We model a set of cities and highways as an undirected weighted graph $G = (V,E,l)$, where the vertices $V$ represent cities, edges $E$ represent highways connecting cities, and for every undirected edge $e = \{v, w\}\in E$ the number $\ell[e]$ denotes the number of litres of fuel that your motorcycle needs in order to ride the distance between cities $v$ and $w$. There are fuel stations in every city but none on the highways between the cities. Therefore, if the capacity of your motorcycle's fuel tank is $L$ litres, then you can only follow a path (a sequence of adjacent highways), if for every highway $e$ on this path, we have $L\geq \ell[e]$, because you can only refuel in the cities.

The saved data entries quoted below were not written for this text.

// handlers/public/jobs/radius.rs - GET /api/v1/jobs/:zipcode/:distance handler

use axum::extract::{Path, State};

use crate::database::models::Job;
use crate::error::ApiError;
use crate::middleware::{ApiResponse, ApiResult};
use crate::services::GeocodeError;
use crate::state::AppState;

/// Jobs within `distance` miles of the geocoded postal code.
pub async fn jobs_in_radius_get(
    State(state): State<AppState>,
    Path((zipcode, distance)): Path<(String, String)>,
) -> ApiResult<Vec<Job>> {
    let miles = parse_distance(&distance)?;

    let origin = state.geocoder.geocode(&zipcode).await?;
    let (Some(longitude), Some(latitude)) = (origin.longitude, origin.latitude) else {
        return Err(GeocodeError::NoMatch(zipcode).into());
    };

    let jobs = state.jobs.within_radius(longitude, latitude, miles).await?;
    Ok(ApiResponse::counted(jobs))
}

fn parse_distance(raw: &str) -> Result<f64, ApiError> {
    raw.trim()
        .parse::<f64>()
        .ok()
        .filter(|d| d.is_finite() && *d >= 0.0)
        .ok_or_else(|| ApiError::field_error("distance", "Distance must be a non-negative number of miles"))
}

Design an algorithm with a running of time of $O(m\log n)$ that, given an undirected weighted graph $G=(V,E,\ell)$ modelling a setting of cities and highways, and a city $s \in V$ as inputs, computes for every other city $v \in V$, the smallest fuel tank capacity $M[v]$ that your motorcycle needs in order to be able to reach city $v$ from city $s$.

I'm not sure how to solve this problem, but I do have a few ideas. I thought of possibly running Kruskal's algorithm since that would give me the MST of the graph. I'm not sure how I would then efficiently get the answer I need to produce.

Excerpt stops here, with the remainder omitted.